Got to bed at half one this morning. Three AM and I'm woken by the phone. It's the yard alarm. Beam sensor is being tripped every couple of minutes. I occasionally get one blip as a bat flies through, but never this. It's Saturday night, and weather is windy. Prime robbery time. No way I'm going alone. I ring the local security firm on speedial and they pick me up within three minutes. We have no bell on the alarm yet- it just rings me.
Despite him seeing the police in town (which is all quiet) five minutes ago, they won't answer the radio.
You have no idea how much of an adrenalin rush this was giving me! Got to the yard, and all quiet on the western front. No floodlights on, but as they're on an 8-minute timer and we'd taken slightly longer to get there we assumed they'd had a walk around and decided it was too much bother to try to rob anything. So we had a cuppa together while Mike from ProTec security filled in his report sheet.

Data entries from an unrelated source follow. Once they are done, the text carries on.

use std::sync::mpsc::{self, Receiver};
use std::time::Duration;

use playtime_board::engine::{Engine, Event, StubEngine};
use playtime_board::navigation::{Navigator, SectionId};
use playtime_board::pager::TableController;
use playtime_board::settings::{DialogKind, SettingsController};
use playtime_board::types::{AppEntry, SettingsSnapshot, TimeLimitEntry};

fn fixture() -> SettingsSnapshot {
    serde_json::from_str(include_str!("fixtures/snapshot.json")).expect("valid fixture")
}

/// Start a stub-backed controller and apply the first snapshot.
fn loaded(location: &str) -> (SettingsController, Receiver<Event>) {
    let handle = StubEngine {
        snapshot: fixture(),
    }
    .start();
    let (tx, rx) = mpsc::channel();
    let mut ctl = SettingsController::new(handle, tx, Navigator::restore(location, None));
    ctl.request_snapshot();
    assert!(ctl.is_loading());
    pump(&mut ctl, &rx);
    assert!(!ctl.is_loading());
    (ctl, rx)
}

/// Apply the next engine event to the controller.
fn pump(ctl: &mut SettingsController, rx: &Receiver<Event>) {
    let event = rx
        .recv_timeout(Duration::from_secs(2))
        .expect("engine should reply within 2 seconds");
    ctl.apply_event(event);
}

fn assert_quiet(rx: &Receiver<Event>) {
    assert!(
        rx.recv_timeout(Duration::from_millis(200)).is_err(),
        "no backend call expected"
    );
}

#[test]
fn first_load_restores_section_from_location() {
    let (ctl, _rx) = loaded("/settings?section=time-limits");
    assert_eq!(ctl.active_section(), SectionId::TimeLimits);
    assert_eq!(ctl.global_limit(), 120);
    assert_eq!(ctl.current_limit("Minecraft.exe"), Some(90));
    assert_eq!(ctl.apps().rows()[0].name, "Minecraft.exe");
    assert!(ctl.last_synced().is_some());
    assert_eq!(ctl.page_indicator(), "Page 1 of 1");
}

#[test]
fn unknown_section_falls_back_to_first() {
    let (mut ctl, _rx) = loaded("/settings?section=bogus");
    assert_eq!(ctl.active_section(), SectionId::Classifications);
    ctl.next_section();
    assert_eq!(ctl.navigator().location(), "/settings?section=time-limits");
}

#[test]
fn unmarking_game_needs_three_confirmations() {
    let (mut ctl, rx) = loaded("/settings");
    ctl.toggle_game("Minecraft.exe");
    assert_eq!(ctl.dialog().map(|d| d.kind), Some(DialogKind::GameToggle));

    ctl.confirm_dialog();
    ctl.confirm_dialog();
    assert_eq!(ctl.dialog_progress(), Some((3, 3)));
    assert!(ctl.is_game("Minecraft.exe"));
    assert_quiet(&rx);

    ctl.confirm_dialog();
    assert!(ctl.dialog().is_none());
    assert!(!ctl.is_game("Minecraft.exe"));
    pump(&mut ctl, &rx);
    let status = ctl.status().expect("status after update");
    assert_eq!(status.text, "Minecraft.exe marked as: Not Game");
    assert!(!status.is_error);
}

#[test]
fn cancelled_unmark_keeps_game_and_sends_nothing() {
    let (mut ctl, rx) = loaded("/settings");
    ctl.toggle_game("steam.exe");
    ctl.confirm_dialog();
    ctl.cancel_dialog();
    assert!(ctl.dialog().is_none());
    assert!(ctl.is_game("steam.exe"));
    assert_quiet(&rx);
}

#[test]
fn global_increase_goes_through_gate() {
    let (mut ctl, rx) = loaded("/settings?section=time-limits");
    ctl.set_global_input("150");
    assert!(ctl.global_submit_enabled());
    ctl.submit_global_limit();
    assert_eq!(ctl.dialog().map(|d| d.kind), Some(DialogKind::LimitIncrease));
    assert_eq!(
        ctl.dialog_prompt().and_then(|p| p.title.as_deref()),
        Some("Level 1: Just Checking")
    );

    for _ in 0..3 {
        ctl.confirm_dialog();
    }
    pump(&mut ctl, &rx);
    assert_eq!(ctl.global_limit(), 150);
    assert!(!ctl.global_message().unwrap().is_error);
}

#[test]
fn global_decrease_applies_without_dialog() {
    let (mut ctl, rx) = loaded("/settings?section=time-limits");
    ctl.set_global_input("60");
    ctl.submit_global_limit();
    assert!(ctl.dialog().is_none());
    pump(&mut ctl, &rx);
    assert_eq!(ctl.global_limit(), 60);
}

#[test]
fn global_above_maximum_disables_submit() {
    let (mut ctl, rx) = loaded("/settings?section=time-limits");
    ctl.set_global_input("200");
    assert!(!ctl.global_submit_enabled());
    ctl.submit_global_limit();
    assert!(ctl.global_message().unwrap().is_error);
    assert_eq!(ctl.global_limit(), 120);
    assert_quiet(&rx);
}

#[test]
fn app_limit_validation_and_update() {
    let (mut ctl, rx) = loaded("/settings?section=time-limits");

    for bad in ["-5", "181"] {
        ctl.set_limit_input("steam.exe", bad);
        ctl.submit_app_limit("steam.exe");
        assert_eq!(
            ctl.limit_message("steam.exe").map(|n| n.text.as_str()),
            Some("🚫 Invalid limit. Please enter a number between 0-180.")
        );
    }
    assert_quiet(&rx);

    ctl.set_limit_input("steam.exe", "45");
    ctl.submit_app_limit("steam.exe");
    assert_eq!(ctl.limit_input("steam.exe"), "0");
    pump(&mut ctl, &rx);
    assert_eq!(ctl.current_limit("steam.exe"), Some(45));
    assert_eq!(
        ctl.limit_message("steam.exe").map(|n| n.text.as_str()),
        Some("✅ Limit for steam.exe set to 45 mins.")
    );
}

#[test]
fn refresh_reloads_snapshot() {
    let (mut ctl, rx) = loaded("/settings?section=time-limits");
    ctl.set_limit_input("steam.exe", "30");
    ctl.refresh_time_limits();
    // Refresh reply, then the follow-up snapshot.
    pump(&mut ctl, &rx);
    assert!(ctl.is_loading());
    pump(&mut ctl, &rx);
    assert!(!ctl.is_loading());
    assert_eq!(ctl.limit_input("steam.exe"), "0");
    assert!(ctl.alert().is_none());
}

#[test]
fn search_then_page_through_matches() {
    let rows: Vec<AppEntry> = (0..25)
        .map(|i| AppEntry {
            name: if i % 2 == 0 {
                format!("Lab{i:02}.exe")
            } else {
                format!("zz{i:02}.exe")
            },
            is_game: false,
            user_marked: false,
        })
        .collect();
    let mut table = TableController::new(rows);
    assert_eq!(table.total_pages(), 3);

    table.set_search("ab");
    assert_eq!(table.filtered_count(), 13);
    assert_eq!(table.total_pages(), 2);
    assert_eq!(table.page_rows().len(), 10);
    assert_eq!(table.page_rows()[0].name, "Lab00.exe");

    assert!(table.next_page());
    let names: Vec<&str> = table.page_rows().iter().map(|r| r.name.as_str()).collect();
    assert_eq!(names, vec!["Lab20.exe", "Lab22.exe", "Lab24.exe"]);
    assert!(!table.next_page());
    assert_eq!(table.page_indicator(), "Page 2 of 2");

    table.set_search("nothing-matches");
    assert_eq!(table.total_pages(), 0);
    assert!(table.page_rows().is_empty());
}

#[test]
fn search_applies_to_active_section_only() {
    let (mut ctl, _rx) = loaded("/settings?section=time-limits");
    ctl.set_search("mine");
    assert_eq!(ctl.limits().filtered_count(), 1);
    assert_eq!(
        ctl.selected_limit().map(|l: &TimeLimitEntry| l.exe_name.as_str()),
        Some("Minecraft.exe")
    );
    assert_eq!(ctl.apps().query(), "");
}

By this time and with the caffeine I'm wide awake and so go along on patrol for the next hour with Mike. He was a copper in South Africa, and let's just say i wish our police were allowed the same methods of operation four our theiving scum back here!
So come ten past four and Mike's dropping me back home. As I go to open the van door, the phone rings again! Two trips on the sensor come through on the texts. We're back towards the yard like a bat out of hell. I'm convinced we'll catch them- if there's two trips on the sensor as they walk into the yard then that means they're still there having a nosey. I'm watching the clock as we approach. We're rounding the final corner within six minutes of the last text. Lights should still be on.
Imagine my disappointment to find it quiet as a church mouse with no floodlights on. I test them and they all work fine- I don't get ten yards from the beam sensor before the lights come on. So I think we've got a problem with the sensor.
Forget rollercoasters- if you want adrenalin, get yourself an alarm system connected to a sim card. Might even help keep your gear safe too.